• **SOURCE MATERIAL**:
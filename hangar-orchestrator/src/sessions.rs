//! Worker session management: registration, job hand-out and worker loss.

use crate::build::BuildStore;
use crate::config::OrchestratorConfig;
use crate::error::{OrchestratorError, Result};
use crate::events::JobEvents;
use crate::job::{JobStatus, JobStore, ProvisionerJob, TransitionUpdate};
use crate::protocol::AcquiredJob;
use crate::registry::{WorkerRegistry, WorkerSession};
use sqlx::SqlitePool;
use std::collections::BTreeSet;
use tracing::{debug, info, instrument, warn};

/// What happened to a job whose worker went away.
#[derive(Debug, Clone, Copy, PartialEq, Eq)]
pub enum LostJobOutcome {
    Requeued,
    Failed,
    Canceled,
    /// The job had already moved on; nothing was changed.
    Untouched,
}

#[derive(Clone, Debug)]
pub struct WorkerSessionManager {
    pool: SqlitePool,
    jobs: JobStore,
    registry: WorkerRegistry,
    events: JobEvents,
    config: OrchestratorConfig,
}

impl WorkerSessionManager {
    pub fn new(
        pool: SqlitePool,
        jobs: JobStore,
        registry: WorkerRegistry,
        events: JobEvents,
        config: OrchestratorConfig,
    ) -> Self {
        Self {
            pool,
            jobs,
            registry,
            events,
            config,
        }
    }

    pub fn registry(&self) -> &WorkerRegistry {
        &self.registry
    }

    pub fn register(&self, name: &str, tags: BTreeSet<String>) -> WorkerSession {
        let session = self.registry.register(name, tags);
        info!(session_id = %session.id, worker = %name, tags = ?session.tags, "worker connected");
        session
    }

    /// Drop a session. A job it was running is requeued, or failed once its
    /// attempt budget is spent, or canceled if cancellation was requested.
    #[instrument(skip(self))]
    pub async fn unregister(&self, session_id: &str) -> Result<Option<LostJobOutcome>> {
        let Some(session) = self.registry.remove(session_id) else {
            return Ok(None);
        };
        info!(worker = %session.name, "worker disconnected");

        match session.current_job_id {
            Some(job_id) => {
                let job = self.jobs.get(&job_id).await?;
                if job.worker_id.as_deref() != Some(session_id) {
                    return Ok(Some(LostJobOutcome::Untouched));
                }
                let outcome = self
                    .recover_lost_job(&job, &format!("worker {} disconnected", session.name))
                    .await?;
                Ok(Some(outcome))
            }
            None => Ok(None),
        }
    }

    /// Resolve a running job whose worker is gone.
    pub async fn recover_lost_job(
        &self,
        job: &ProvisionerJob,
        reason: &str,
    ) -> Result<LostJobOutcome> {
        if job.status != JobStatus::Running {
            return Ok(LostJobOutcome::Untouched);
        }

        let (to, update, outcome) = if job.cancel_requested {
            (JobStatus::Canceled, TransitionUpdate::default(), LostJobOutcome::Canceled)
        } else if job.attempts >= self.config.max_job_attempts {
            let lost = OrchestratorError::WorkerLost(job.id.clone());
            (
                JobStatus::Failed,
                TransitionUpdate::failed(format!("{} after {} attempts: {}", lost, job.attempts, reason)),
                LostJobOutcome::Failed,
            )
        } else {
            let mut conn = self.pool.acquire().await?;
            if !self.jobs.requeue_with(&mut conn, &job.id).await? {
                debug!(job_id = %job.id, "job finished before it could be requeued");
                return Ok(LostJobOutcome::Untouched);
            }
            drop(conn);
            warn!(job_id = %job.id, attempts = job.attempts, %reason, "requeued job after worker loss");
            self.events.publish_status(&job.id, JobStatus::Pending);
            self.events.notify_job_available();
            return Ok(LostJobOutcome::Requeued);
        };

        match self
            .jobs
            .transition(&job.id, JobStatus::Running, to, update)
            .await
        {
            Ok(_) => {
                warn!(job_id = %job.id, status = %to, %reason, "worker lost");
                self.events.publish_status(&job.id, to);
                Ok(outcome)
            }
            Err(OrchestratorError::StaleTransition { actual, .. }) => {
                debug!(job_id = %job.id, %actual, "lost job already resolved");
                Ok(LostJobOutcome::Untouched)
            }
            Err(e) => Err(e),
        }
    }

    /// Claim the oldest pending job this session can run, without waiting.
    #[instrument(skip(self))]
    pub async fn try_next_job(&self, session_id: &str) -> Result<Option<AcquiredJob>> {
        let session = self
            .registry
            .get(session_id)
            .ok_or_else(|| OrchestratorError::NotFound(format!("worker session {}", session_id)))?;

        if let Some(current) = &session.current_job_id {
            return Err(OrchestratorError::InvalidState(format!(
                "worker session {} is still running job {}",
                session_id, current
            )));
        }

        let candidates = self.jobs.pending().await?;
        for job in candidates.iter().filter(|j| j.matches_tags(&session.tags)) {
            let claimed = match self
                .jobs
                .transition(
                    &job.id,
                    JobStatus::Pending,
                    JobStatus::Running,
                    TransitionUpdate::assigned_to(session_id),
                )
                .await
            {
                Ok(claimed) => claimed,
                Err(OrchestratorError::StaleTransition { .. }) => continue,
                Err(e) => return Err(e),
            };

            if !self
                .registry
                .set_current_job(session_id, Some(claimed.id.clone()))
            {
                // Disconnected between the claim and now.
                self.recover_lost_job(&claimed, "worker disconnected while acquiring")
                    .await?;
                return Ok(None);
            }

            info!(job_id = %claimed.id, attempt = claimed.attempts, "job acquired");
            self.events.publish_status(&claimed.id, JobStatus::Running);

            return self.describe(claimed).await.map(Some);
        }

        Ok(None)
    }

    /// Wait until a job this session can run is available and claim it.
    /// Returns `None` once the session is closed.
    pub async fn next_job(&self, session_id: &str) -> Result<Option<AcquiredJob>> {
        let mut closed = self
            .registry
            .closed_signal(session_id)
            .ok_or_else(|| OrchestratorError::NotFound(format!("worker session {}", session_id)))?;

        loop {
            let notified = self.events.job_available().notified();
            tokio::pin!(notified);
            notified.as_mut().enable();

            if *closed.borrow() {
                return Ok(None);
            }

            match self.try_next_job(session_id).await {
                Ok(Some(job)) => return Ok(Some(job)),
                Ok(None) => {}
                Err(OrchestratorError::NotFound(_)) => return Ok(None),
                Err(e) => return Err(e),
            }

            tokio::select! {
                _ = &mut notified => {}
                _ = tokio::time::sleep(self.config.poll_interval) => {}
                _ = closed.wait_for(|c| *c) => return Ok(None),
            }
        }
    }

    async fn describe(&self, job: ProvisionerJob) -> Result<AcquiredJob> {
        let mut conn = self.pool.acquire().await?;
        let build = BuildStore::fetch_by_job(&mut conn, &job.id).await?;
        let prior_state = match &build {
            Some(build) => {
                BuildStore::prior_state(&mut conn, &build.workspace_id, build.build_number).await?
            }
            None => None,
        };

        Ok(AcquiredJob {
            job,
            build,
            prior_state,
        })
    }

    /// Keep jobs held by live local sessions from looking abandoned.
    ///
    /// A cancel may have been recorded by another engine process that could
    /// not reach the worker, so the flag is re-read and forwarded here.
    pub async fn heartbeat(&self) -> Result<usize> {
        let mut touched = 0;
        for session in self.registry.list() {
            let Some(job_id) = session.current_job_id else {
                continue;
            };
            self.jobs.touch(&job_id).await?;
            touched += 1;

            let job = self.jobs.get(&job_id).await?;
            if job.cancel_requested && job.status == JobStatus::Running {
                debug!(job_id = %job_id, session_id = %session.id, "forwarding recorded cancel");
                self.registry.signal_cancel(&session.id, &job_id);
            }
        }
        Ok(touched)
    }

    /// Give up a job whose result this session failed to record. The slot is
    /// freed for new work and the job is resolved as if its worker were lost.
    #[instrument(skip(self))]
    pub async fn release_job(
        &self,
        session_id: &str,
        job_id: &str,
        reason: &str,
    ) -> Result<LostJobOutcome> {
        self.registry.finish_job(session_id, job_id);

        let job = self.jobs.get(job_id).await?;
        if job.worker_id.as_deref() != Some(session_id) {
            return Ok(LostJobOutcome::Untouched);
        }
        self.recover_lost_job(&job, reason).await
    }
}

• **EXERCISE INSTRUCTIONS**:
What is needed is an exact repetition of the lines from the first line of the records through the line containing "use crate::protocol::AcquiredJob;", both ends included, and nothing more.

• **COMPLETED EXERCISE**:
filename hangar-orchestrator/src/sessions.rs
//! Worker session management: registration, job hand-out and worker loss.

use crate::build::BuildStore;
use crate::config::OrchestratorConfig;
use crate::error::{OrchestratorError, Result};
use crate::events::JobEvents;
use crate::job::{JobStatus, JobStore, ProvisionerJob, TransitionUpdate};
use crate::protocol::AcquiredJob;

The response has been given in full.